Piraten und Grüne im Duell auf dem tazlab: Angreifen, bis die Blase platzt

Der Höhenflug der Piratenpartei setzt besonders den Grünen zu, auch Winfried Kretschmann. Sie suchen verzweifelt den richtigen Umgang mit der Partei.

Das kontroverse Piraten-Panel und sein Publikum. Bild: Wolfgang Borrs

Leicht haben es die Piraten nicht auf dem tazlab. Das Publikum überwiegend grünenaffin, das Wissen über Inhalte der Piraten gering, die Skepsis daher groß. Inhaltlich lassen sich die Piraten Christopher Lauer, Mitglied im Berliner Abgeordnetenhaus, und Christiane Schinkel, Vizeparteichefin in Berlin, bei der Veranstaltung „Warum sind die Piraten so cool?“ trotzdem auf fast nichts ein. Verfahrensfragen stehen im Mittelpunkt. Liquid Feedback und Transparenz. Crews, squads und pads statt Bildungspolitik und Finanzmarkt.

Für viele Besucher, die distanziert, aber interessiert wirken, eine fremde Welt. „Ich verstehe euch nicht“, tönt es aus dem Publikum. Dass Lauer häufiger auf sein Smartphone sieht, um via Twitter seinen Unmut über die Veranstaltung kundzutun, als seinen Gesprächspartnern in die Augen zu schauen, bringt ihm wenig Sympathien ein.

Gespielte Coolness. „Um Coolness geht es aber nicht, sondern um die richtigen politischen Konzepte“, sagt Konstantin von Notz, netzpolitischer Sprecher der Grünen-Bundestagsfraktion, auf dem Podium. In politisch schwierigen Zeiten würden Hoffnungen auf die Piraten projiziert. „Langfristig wird interessant, ob die Piraten diese Hoffnungen auch erfüllen können.“ Seine Hoffnung, vielleicht seine Prognose: Das Vertrauen werde zwangsläufig enttäuscht. Die Piraten als ein sich selbst lösendes Problem also? Lauer reagiert pragmatisch. „Natürlich werden wir auch viele enttäuschen.“ Es könne den Piraten durchaus ergehen wie der FDP, sagt er. Größenwahn wenigstens kann man ihnen nicht unterstellen.

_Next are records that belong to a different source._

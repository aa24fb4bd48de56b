use thiserror::Error;

use super::validation::ValidationErrors;

#[derive(Error, Debug)]
pub enum BookingError {
    #[error("No JSON payload sent")]
    MissingPayload,

    #[error("Validation failed: {0}")]
    Validation(ValidationErrors),

    /// Anything unexpected while handling a present payload.
    /// Reported to the caller exactly like `MissingPayload`.
    #[error("Malformed booking payload: {0}")]
    Malformed(String),
}
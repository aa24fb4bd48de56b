//! Orgzaar API server
//!
//! ```text
//! cargo run -- --env dev --port 5000
//! ```

use orgzaar_api::config::AppConfig;

fn get_env() -> String {
    let args: Vec<String> = std::env::args().collect();
    for i in 0..args.len() {
        if (args[i] == "--env" || args[i] == "-e") && i + 1 < args.len() {
            return args[i + 1].clone();
        }
    }
    "dev".to_string()
}

/// Get port override from command line (--port argument)
fn get_port_override() -> Option<u16> {
    let args: Vec<String> = std::env::args().collect();
    for i in 0..args.len() {
        if args[i] == "--port" && i + 1 < args.len() {
            return args[i + 1].parse().ok();
        }
    }
    None
}

#[tokio::main]
async fn main() -> anyhow::Result<()> {
    let env = get_env();
    let app_config = AppConfig::load(&env)?;
    let _log_guard = orgzaar_api::logging::init_logging(&app_config);

    tracing::info!(
        "Starting Orgzaar API v{} ({}) in {} mode",
        env!("CARGO_PKG_VERSION"),
        env!("GIT_HASH"),
        env
    );

    let addr = app_config.bind_addr(get_port_override());
    orgzaar_api::run_server(&addr).await
}
//! Orgzaar API - event-services catalog and booking requests
//!
//! # Modules
//!
//! - [`catalog`] - Fixed service catalog
//! - [`booking`] - Booking validation and acknowledgment
//! - [`gateway`] - Axum HTTP gateway (routes, handlers, OpenAPI)
//! - [`config`] - YAML application config
//! - [`logging`] - tracing subscriber setup

pub mod booking;
pub mod catalog;
pub mod config;
pub mod gateway;
pub mod logging;

// Convenient re-exports at crate root
pub use booking::{BookingAck, BookingError, BookingRequest, ValidationErrors};
pub use catalog::{SERVICES, Service, list_services};
pub use config::{AppConfig, ConfigError};
pub use gateway::{build_router, run_server, state::AppState};
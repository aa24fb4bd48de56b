//! API error body and response mapping
//!
//! Every non-2xx response carries `{"error": ...}`, plus a single-entry
//! `details` map for rejected bookings.

use std::collections::BTreeMap;

use axum::{
    Json,
    http::StatusCode,
    response::{IntoResponse, Response},
};
use serde::Serialize;
use utoipa::ToSchema;

use crate::booking::BookingError;

pub const INVALID_DATA: &str = "Invalid data.";
pub const NO_JSON_PAYLOAD: &str = "No JSON payload sent.";
pub const COULD_NOT_LIST_SERVICES: &str = "Could not list services.";
pub const ENDPOINT_NOT_FOUND: &str = "Endpoint not found.";
pub const SERVER_ERROR: &str = "Server error occurred.";

/// Detail key used when the whole request is rejected
pub const REQUEST_FIELD: &str = "request";

/// Error response body
#[derive(Debug, Clone, PartialEq, Eq, Serialize, ToSchema)]
pub struct ErrorResponse {
    #[schema(example = "Invalid data.")]
    pub error: String,
    /// Offending field -> message (one entry at most)
    #[serde(skip_serializing_if = "Option::is_none")]
    #[schema(example = json!({"event_date": "event_date is required."}))]
    pub details: Option<BTreeMap<String, String>>,
}

impl ErrorResponse {
    pub fn new(error: impl Into<String>) -> Self {
        Self {
            error: error.into(),
            details: None,
        }
    }

    /// `400 Invalid data.` body naming one field
    pub fn invalid_data(field: &str, message: &str) -> Self {
        Self {
            error: INVALID_DATA.to_string(),
            details: Some(BTreeMap::from([(field.to_string(), message.to_string())])),
        }
    }

    pub fn no_payload() -> Self {
        Self::invalid_data(REQUEST_FIELD, NO_JSON_PAYLOAD)
    }
}

impl IntoResponse for BookingError {
    fn into_response(self) -> Response {
        let body = match &self {
            BookingError::MissingPayload => {
                tracing::warn!("Booking attempt with empty payload");
                ErrorResponse::no_payload()
            }
            BookingError::Validation(errors) => {
                tracing::warn!("Booking validation failed: {}", errors);
                match errors.first() {
                    Some((field, message)) => ErrorResponse::invalid_data(field, message),
                    None => ErrorResponse::no_payload(),
                }
            }
            BookingError::Malformed(detail) => {
                tracing::error!("Booking creation failed: {}", detail);
                ErrorResponse::no_payload()
            }
        };
        (StatusCode::BAD_REQUEST, Json(body)).into_response()
    }
}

Dennoch: Besonders die Grünen muss der aktuelle Höhenflug der Piraten schmerzen. In Umfragen liegen beide Parteien fast gleichauf. In den Ländern werden so alle rot-grünen Fantasien torpediert. Bei Erstwählern sind die Piraten teils stärkste Kraft. Zwei Drittel ihrer möglichen Wähler sind unzufrieden mit den herkömmlichen Parteien und gelangweilt von deren Spitzenpersonal. Gerade das ist eine Gefahr für die Grünen. Ihre Promis – Trittin, Künast, Roth – sind seit gefühlt ewig im Geschäft. Neue Gesichter ihrer Partei sind kaum nachgewachsen.

In den Nahkampf

Letztlich liegt darin aber auch eine Chance für die Grünen. Denn jetzt müssen sie sich von ihren selbstgerecht wirkenden Allüren verabschieden. Noch scheinen sie den richtigen Umgang mit der Piraterei nicht gefunden zu haben. Löst sich das alles von alleine oder muss man in den Nahkampf ziehen?

Für Letzteres plädiert Boris Palmer, grüner Oberbürgermeister von Tübingen. Die gewohnte Strategie, Piratenwähler etwa mit einer besseren Netzpolitik oder Sozialthemen zurückzuholen, lahme. „Stattdessen müssen wir auf Konfrontationskurs gehen, sie viel härter angreifen, indem wir die grundsätzlichen Schwächen ihrer Konzepte aufzeigen“, sagt er am Rande des tazlabs. Die Idee von Liquid Feedback etwa sei völlig verquer. Drastischer noch: Die Piraten zerstörten ein funktionierendes Staatswesen. Das sei gefährlich. „Ihre gespielte Naivität regt mich zutiefst auf.“

Deutlich gelassener reagiert Winfried Kretschmann, grüner Ministerpräsident in Baden-Württemberg. „Das ist alles nur eine Momentaufnahme. Was ist denn das Programm der Piraten? Ich sehe keines“, sagt er am Samstag, ehe er Richtung Berliner Hauptbahnhof eilt. Transparenz und Demokratie forderten die Grünen seit 30 Jahren. Auf diesen Feldern „müssen wir angreifen, bis die Blase platzt“.

Hofft er das nur oder weiß er das bereits? Kretschmann spricht über die Piraten wie die SPD vor 30 Jahren über die Grünen. So sagt er, der Erfolg der Piraten beruhe vor allem auf Protestwählern. Solche Protestwellen gebe es immer wieder. Sie gingen auch vorbei.